Ah, passa devagar a tua mão na minha cabeça, toca meu coração com teus dedos frios, eu tive tanto amor um dia, ela pára e pede, preciso tanto tanto tanto, cara, eles não me permitiram ser a coisa boa que eu era, eu então estendo o braço e ela fica subitamente pequenina apertada contra meu peito, perguntando se está mesmo muito feia e meio puta e velha demais e completamente bêbada, eu não tinha estas marcas em volta dos olhos, eu não tinha estes vincos em torno da boca, (...)  e eu repito que não, que nada, que ela está linda assim, desgrenhada e viva, ela pede que eu coloque uma música e escolho ao acaso o noturno número dois em mi bemol de Chopin, eu quero deixá-la assim, dormindo no escuro sobre este sofá amarelo, ao lado das papoulas quase murchas, embalada pelo piano remoto como uma canção de ninar, mas ela se contrai violenta e pede que eu ponha Ângela outra vez, e eu viro o disco, amor meu grande amor, caminhamos tontos até o banheiro onde sustento sua cabeça para que vomite, e sem querer vomito junto, ao mesmo tempo, os dois abraçados, fragmentos azedos sobre as línguas misturadas, mas ela puxa a descarga e vai me empurrando para a sala, para a porta, pedindo que me vá, e me expulsa para o corredor repetindo...

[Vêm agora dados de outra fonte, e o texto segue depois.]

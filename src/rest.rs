//! REST provisioning API.
//!
//! Directory mutations and login live here; everything real-time goes over
//! the signaling socket. Password hashes never leave the store.

use axum::extract::{Path, State};
use axum::http::StatusCode;
use axum::response::{IntoResponse, Response};
use axum::routing::{delete, get, post};
use axum::{Json, Router};
use chrono::{DateTime, Utc};
use serde::{Deserialize, Serialize};
use serde_json::json;
use tracing::info;

use crate::directory::Device;
use crate::errors::CoordinatorError;
use crate::AppState;

/// Router for the provisioning endpoints.
pub fn rest_router(state: AppState) -> Router {
    Router::new()
        .route("/api/companies", post(create_company))
        .route("/api/companies/:id", get(get_company))
        .route("/api/devices", post(create_device))
        .route("/api/devices/:id", get(get_device))
        .route("/api/channels", post(create_channel))
        .route("/api/channels/:id", get(get_channel))
        .route("/api/channels/:channel_id/members", post(add_member))
        .route(
            "/api/channels/:channel_id/members/:device_id",
            delete(remove_member),
        )
        .route("/api/login", post(login))
        .route("/api/presence", get(presence))
        .with_state(state)
}

impl IntoResponse for CoordinatorError {
    fn into_response(self) -> Response {
        let status =
            StatusCode::from_u16(self.status_code()).unwrap_or(StatusCode::INTERNAL_SERVER_ERROR);
        if status.is_server_error() {
            tracing::error!(target: "ptt.rest", error = %self, "Request failed");
        }
        (status, Json(json!({ "error": self.client_message() }))).into_response()
    }
}

/// Device as exposed over REST: everything but the password hash.
#[derive(Debug, Serialize)]
#[serde(rename_all = "camelCase")]
struct DeviceView {
    id: String,
    company_id: String,
    name: String,
    account_number: String,
    created_at: DateTime<Utc>,
}

impl From<Device> for DeviceView {
    fn from(device: Device) -> Self {
        Self {
            id: device.id,
            company_id: device.company_id,
            name: device.name,
            account_number: device.account_number,
            created_at: device.created_at,
        }
    }
}

#[derive(Debug, Deserialize)]
#[serde(rename_all = "camelCase")]
struct CreateCompanyRequest {
    name: String,
}

async fn create_company(
    State(state): State<AppState>,
    Json(request): Json<CreateCompanyRequest>,
) -> Result<Response, CoordinatorError> {
    let company = state.directory.create_company(&request.name).await?;
    info!(target: "ptt.rest", company_id = %company.id, "Company created");
    Ok((StatusCode::CREATED, Json(company)).into_response())
}

#[derive(Debug, Deserialize)]
#[serde(rename_all = "camelCase")]
struct CreateDeviceRequest {
    company_id: String,
    name: String,
    password: String,
}

async fn create_device(
    State(state): State<AppState>,
    Json(request): Json<CreateDeviceRequest>,
) -> Result<Response, CoordinatorError> {
    let device = state
        .directory
        .create_device(&request.company_id, &request.name, &request.password)
        .await?;
    info!(target: "ptt.rest", device_id = %device.id, "Device created");
    Ok((StatusCode::CREATED, Json(DeviceView::from(device))).into_response())
}

#[derive(Debug, Deserialize)]
#[serde(rename_all = "camelCase")]
struct CreateChannelRequest {
    company_id: String,
    name: String,
}

async fn create_channel(
    State(state): State<AppState>,
    Json(request): Json<CreateChannelRequest>,
) -> Result<Response, CoordinatorError> {
    let channel = state
        .directory
        .create_channel(&request.company_id, &request.name)
        .await?;
    info!(target: "ptt.rest", channel_id = %channel.id, "Channel created");
    Ok((StatusCode::CREATED, Json(channel)).into_response())
}

#[derive(Debug, Deserialize)]
#[serde(rename_all = "camelCase")]
struct AddMemberRequest {
    device_id: String,
}

async fn add_member(
    State(state): State<AppState>,
    Path(channel_id): Path<String>,
    Json(request): Json<AddMemberRequest>,
) -> Result<StatusCode, CoordinatorError> {
    state
        .directory
        .add_member(&channel_id, &request.device_id)
        .await?;
    Ok(StatusCode::NO_CONTENT)
}

async fn remove_member(
    State(state): State<AppState>,
    Path((channel_id, device_id)): Path<(String, String)>,
) -> Result<StatusCode, CoordinatorError> {
    state.directory.remove_member(&channel_id, &device_id).await?;
    Ok(StatusCode::NO_CONTENT)
}

async fn get_company(
    State(state): State<AppState>,
    Path(id): Path<String>,
) -> Result<Response, CoordinatorError> {
    let company = state
        .directory
        .company(&id)
        .await
        .ok_or(CoordinatorError::DirectoryNotFound { kind: "company", id })?;
    Ok(Json(company).into_response())
}

async fn get_device(
    State(state): State<AppState>,
    Path(id): Path<String>,
) -> Result<Response, CoordinatorError> {
    let device = state
        .directory
        .device(&id)
        .await
        .ok_or(CoordinatorError::DirectoryNotFound { kind: "device", id })?;
    Ok(Json(DeviceView::from(device)).into_response())
}

async fn get_channel(
    State(state): State<AppState>,
    Path(id): Path<String>,
) -> Result<Response, CoordinatorError> {
    let channel = state
        .directory
        .channel(&id)
        .await
        .ok_or(CoordinatorError::DirectoryNotFound { kind: "channel", id })?;
    Ok(Json(channel).into_response())
}

/// Live rooms with their members and current speaker.
async fn presence(State(state): State<AppState>) -> Result<Response, CoordinatorError> {
    let mut rooms = Vec::new();
    for room in state.coordinator.rooms().await? {
        // A room can empty out between listing and querying; skip it.
        let Ok(member_connections) = room.members().await else {
            continue;
        };
        let speaker = room.current_speaker().await.unwrap_or(None);

        let members: Vec<_> = state
            .registry
            .entries_for(&member_connections)
            .await
            .into_iter()
            .map(|(_, entry)| {
                json!({
                    "deviceId": entry.device_id,
                    "name": entry.display_name,
                })
            })
            .collect();

        rooms.push(json!({
            "roomId": room.room_id(),
            "members": members,
            "speaker": speaker.map(|s| json!({
                "deviceId": s.device_id,
                "name": s.display_name,
            })),
        }));
    }
    Ok(Json(json!({ "rooms": rooms })).into_response())
}

#[derive(Debug, Deserialize)]
#[serde(rename_all = "camelCase")]
struct LoginRequest {
    account_number: String,
    password: String,
    /// Optional: disambiguates when the same number exists in several
    /// companies.
    company_id: Option<String>,
}

#[derive(Debug, Serialize)]
#[serde(rename_all = "camelCase")]
struct LoginResponse {
    token: String,
    device: DeviceView,
}

async fn login(
    State(state): State<AppState>,
    Json(request): Json<LoginRequest>,
) -> Result<Response, CoordinatorError> {
    let device = state
        .directory
        .authenticate(
            &request.account_number,
            request.company_id.as_deref(),
            &request.password,
        )
        .await
        .ok_or_else(|| CoordinatorError::AuthFailed("bad credentials".to_string()))?;

    let token = state.tokens.issue(&device)?;
    info!(target: "ptt.rest", device_id = %device.id, "Login");
    Ok(Json(LoginResponse {
        token,
        device: DeviceView::from(device),
    })
    .into_response())
}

Não se esqueça então de me mandar aquele cartão de Sri Lanka, aquele rio lodoso, aquela tez azeitonada, que aconteça alguma coisa bem bonita com você, ela diz, te desejo uma fé enorme, em qualquer coisa, não importa o quê, como aquela fé que a gente teve um dia, me deseja também uma coisa bem bonita, uma coisa qualquer maravilhosa, que me faça acreditar em tudo de novo, que nos faça acreditar em tudo outra vez, que leve para longe da minha boca este gosto podre de fracasso, este travo de derrota sem nobreza, não tem jeito, companheiro, nos perdemos no meio da estrada e nunca tivemos mapa algum, ninguém dá mais carona e a noite já vem chegando. A chave gira na porta. Preciso me apoiar contra a parede para não cair. Por trás da madeira, misturada ao piano e à voz rouca de Ângela, nem que eu rastejasse até o Leblon, consigo ouvi-la repetindo e repetindo que tudo vai bem, tudo continua bem, tudo muito bem, tudo bem. Axé, axé, axé! eu digo e insisto até que o elevador chegue axé, axé, axé, odara!"



(ABREU, Caio Fernando. Morangos mofados. 5. ed. São Paulo: Brasiliense, 1984.)